__Task to carry out__
Look through the data below, and copy each line that carries the word "serde".

__Given data__

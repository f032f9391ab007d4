use common::ErrorLocation;
use portfolio_core::CoreError;

use std::panic::Location;

use serde::Serialize;
use thiserror::Error;

/// Errors surfaced by the `portfolio` command line.
///
/// Core errors are flattened to their message so the value stays
/// serializable for `check --json`. The location is kept.
#[derive(Debug, Error, Serialize)]
#[serde(tag = "type", content = "data")]
pub enum PortfolioError {
    /// Error from this app (logging setup, output directories)
    #[error("Portfolio Error: {message} {location}")]
    Portfolio {
        message: String,
        location: ErrorLocation,
    },

    /// Error from portfolio-core (config, render, site output)
    #[error("Core Error: {message} {location}")]
    Core {
        message: String,
        location: ErrorLocation,
    },
}

impl From<CoreError> for PortfolioError {
    #[track_caller]
    fn from(error: CoreError) -> Self {
        PortfolioError::Core {
            message: error.to_string(),
            location: ErrorLocation::from(Location::caller()),
        }
    }
}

__Exercise result__
use serde::Serialize;
#[serde(tag = "type", content = "data")]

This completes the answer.